(WHAT IS NEEDED) Each line below that includes the word "MutationAction" is to be reported.

PROVIDED DATA section start

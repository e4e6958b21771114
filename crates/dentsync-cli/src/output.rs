//! Output formatting for CLI
//!
//! Provides consistent output formatting across all commands:
//! - Human-readable default output
//! - JSON output (--json flag)
//! - Quiet mode for scripting (--quiet flag)

use serde::Serialize;

use dentsync_core::document::{document_id, Document};
use dentsync_core::mirror::CachedMirror;
use dentsync_core::queue::{DeadLetter, QueuedMutation};
use dentsync_core::MutationRecord;

/// Output format options
#[derive(Debug, Clone, Copy, PartialEq, Eq)]
pub enum OutputFormat {
    /// Human-readable output (default)
    Human,
    /// JSON output
    Json,
    /// Quiet mode - minimal output
    Quiet,
}

impl OutputFormat {
    /// Create format from CLI flags
    pub fn from_flags(json: bool, quiet: bool) -> Self {
        if quiet {
            OutputFormat::Quiet
        } else if json {
            OutputFormat::Json
        } else {
            OutputFormat::Human
        }
    }
}

/// Output helper for consistent formatting
pub struct Output {
    /// The output format
    pub format: OutputFormat,
}

impl Output {
    pub fn new(format: OutputFormat) -> Self {
        Self { format }
    }

    /// Print any serializable value as pretty JSON
    pub fn print_json<T: Serialize + ?Sized>(&self, value: &T) {
        match serde_json::to_string_pretty(value) {
            Ok(json) => println!("{}", json),
            Err(e) => eprintln!("Failed to encode output: {}", e),
        }
    }

    /// Print the pending mutations
    pub fn print_queue(&self, entries: &[&QueuedMutation]) {
        match self.format {
            OutputFormat::Human => {
                if entries.is_empty() {
                    println!("No pending mutations.");
                    return;
                }
                for entry in entries {
                    let attempts = if entry.attempts > 0 {
                        format!(" (attempts: {})", entry.attempts)
                    } else {
                        String::new()
                    };
                    println!("{}{}", record_line(&entry.record), attempts);
                }
                println!("\n{} pending mutation(s)", entries.len());
            }
            OutputFormat::Json => self.print_json(entries),
            OutputFormat::Quiet => {
                for entry in entries {
                    println!("{}", entry.record.id);
                }
            }
        }
    }

    /// Print the dead-letter list
    pub fn print_dead_letters(&self, dead: &[DeadLetter]) {
        match self.format {
            OutputFormat::Human => {
                if dead.is_empty() {
                    println!("No dead letters.");
                    return;
                }
                for letter in dead {
                    println!(
                        "{} | {} attempt(s) | {}",
                        record_line(&letter.record),
                        letter.attempts,
                        letter.dead_lettered_at.format("%Y-%m-%d %H:%M")
                    );
                    if let Some(ref error) = letter.last_error {
                        println!("    last error: {}", truncate(error, 70));
                    }
                }
                println!("\n{} dead letter(s)", dead.len());
            }
            OutputFormat::Json => self.print_json(dead),
            OutputFormat::Quiet => {
                for letter in dead {
                    println!("{}", letter.record.id);
                }
            }
        }
    }

    /// Print a summary line per cached mirror
    pub fn print_mirrors(&self, caches: &[CachedMirror]) {
        match self.format {
            OutputFormat::Human => {
                if caches.is_empty() {
                    println!("No cached mirrors.");
                    return;
                }
                for cache in caches {
                    println!(
                        "{} | {} item(s) | saved {}{}",
                        cache.key,
                        cache.items.len(),
                        cache.saved_at.format("%Y-%m-%d %H:%M"),
                        if cache.stale { " | stale" } else { "" }
                    );
                }
                println!("\n{} mirror(s)", caches.len());
            }
            OutputFormat::Json => {
                let summary: Vec<_> = caches
                    .iter()
                    .map(|c| {
                        serde_json::json!({
                            "key": c.key.to_string(),
                            "items": c.items.len(),
                            "stale": c.stale,
                            "savedAt": c.saved_at,
                        })
                    })
                    .collect();
                self.print_json(&summary);
            }
            OutputFormat::Quiet => {
                for cache in caches {
                    println!("{}", cache.key);
                }
            }
        }
    }

    /// Print the documents of one cached mirror
    pub fn print_mirror(&self, cache: &CachedMirror) {
        match self.format {
            OutputFormat::Human => {
                println!("Mirror:  {}", cache.key);
                println!("Saved:   {}", cache.saved_at.format("%Y-%m-%d %H:%M:%S"));
                println!("Stale:   {}", cache.stale);
                println!();
                if cache.items.is_empty() {
                    println!("No documents.");
                    return;
                }
                for doc in &cache.items {
                    println!("{}", document_line(doc));
                }
                println!("\n{} document(s)", cache.items.len());
            }
            OutputFormat::Json => self.print_json(&cache.items),
            OutputFormat::Quiet => {
                for doc in &cache.items {
                    println!("{}", document_id(doc).unwrap_or("-"));
                }
            }
        }
    }

    /// Print a success message
    pub fn success(&self, message: &str) {
        match self.format {
            OutputFormat::Human => println!("✓ {}", message),
            OutputFormat::Json => {
                println!(
                    "{}",
                    serde_json::json!({"status": "success", "message": message})
                );
            }
            OutputFormat::Quiet => {}
        }
    }

    /// Print an informational message
    pub fn message(&self, msg: &str) {
        match self.format {
            OutputFormat::Human => println!("{}", msg),
            OutputFormat::Json => {
                println!("{}", serde_json::json!({"message": msg}));
            }
            OutputFormat::Quiet => {}
        }
    }
}

/// One-line summary of a queued record
fn record_line(record: &MutationRecord) -> String {
    format!(
        "{} | {:<6} {:<12} {} | {}",
        short_id(&record.id.to_string()),
        record.action,
        record.entity_type,
        record.entity_id().unwrap_or("-"),
        record.enqueued_at.format("%Y-%m-%d %H:%M")
    )
}

/// One-line summary of a mirrored document
fn document_line(doc: &Document) -> String {
    let id = document_id(doc).unwrap_or("-");
    let fields: Vec<String> = doc
        .iter()
        .filter(|(k, _)| k.as_str() != "id")
        .map(|(k, v)| match v.as_str() {
            Some(s) => format!("{}={}", k, s),
            None => format!("{}={}", k, v),
        })
        .collect();
    format!("{} | {}", id, truncate(&fields.join(", "), 90))
}

fn short_id(id: &str) -> &str {
    id.get(..8).unwrap_or(id)
}

/// Truncate a string to max length, adding "..." if truncated
fn truncate(s: &str, max_len: usize) -> String {
    if s.chars().count() <= max_len {
        s.to_string()
    } else {
        let kept: String = s.chars().take(max_len.saturating_sub(3)).collect();
        format!("{}...", kept)
    }
}

#[cfg(test)]
mod tests {
    use super::*;
    use dentsync_core::document::from_value;
    use dentsync_core::{EntityType, MutationAction};
    use serde_json::json;

    #[test]
    fn test_format_from_flags() {
        assert_eq!(OutputFormat::from_flags(false, false), OutputFormat::Human);
        assert_eq!(OutputFormat::from_flags(true, false), OutputFormat::Json);
        assert_eq!(OutputFormat::from_flags(false, true), OutputFormat::Quiet);
        // Quiet takes precedence
        assert_eq!(OutputFormat::from_flags(true, true), OutputFormat::Quiet);
    }

    #[test]
    fn test_truncate() {
        assert_eq!(truncate("short", 10), "short");
        assert_eq!(truncate("this is a long string", 10), "this is...");
        assert_eq!(truncate("ñandú ñandú ñandú", 8), "ñandú...");
    }

    #[test]
    fn test_record_line() {
        let payload = from_value(json!({"id": "a1", "status": "confirmed"})).unwrap();
        let record = MutationRecord::new(EntityType::Appointment, MutationAction::Update, payload);
        let line = record_line(&record);
        assert!(line.starts_with(short_id(&record.id.to_string())));
        assert!(line.contains("update"));
        assert!(line.contains("appointment"));
        assert!(line.contains("a1"));
    }

    #[test]
    fn test_document_line() {
        let doc = from_value(json!({"id": "s1", "name": "Cleaning", "price": 1500})).unwrap();
        assert_eq!(document_line(&doc), "s1 | name=Cleaning, price=1500");
    }
}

PROVIDED DATA section end

(ANSWER SPACE)
    use dentsync_core::{EntityType, MutationAction};
        let record = MutationRecord::new(EntityType::Appointment, MutationAction::Update, payload);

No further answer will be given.